--- DATA UNDER STUDY Enclosed Below ---

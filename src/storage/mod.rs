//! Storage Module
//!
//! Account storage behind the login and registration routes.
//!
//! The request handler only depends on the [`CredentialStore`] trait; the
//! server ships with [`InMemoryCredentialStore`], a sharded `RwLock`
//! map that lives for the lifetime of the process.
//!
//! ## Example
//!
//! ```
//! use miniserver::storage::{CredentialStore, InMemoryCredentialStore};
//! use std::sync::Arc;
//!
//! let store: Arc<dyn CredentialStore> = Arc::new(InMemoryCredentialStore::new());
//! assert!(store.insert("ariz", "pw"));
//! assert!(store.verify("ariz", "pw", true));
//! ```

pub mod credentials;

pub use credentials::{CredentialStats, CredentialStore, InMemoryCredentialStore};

--- End of Enclosed DATA UNDER STUDY ---

Which lines of the records contain the word "InMemoryCredentialStore"? Copy each of them.

//! server ships with [`InMemoryCredentialStore`], a sharded `RwLock`
//! use miniserver::storage::{CredentialStore, InMemoryCredentialStore};
//! let store: Arc<dyn CredentialStore> = Arc::new(InMemoryCredentialStore::new());
pub use credentials::{CredentialStats, CredentialStore, InMemoryCredentialStore};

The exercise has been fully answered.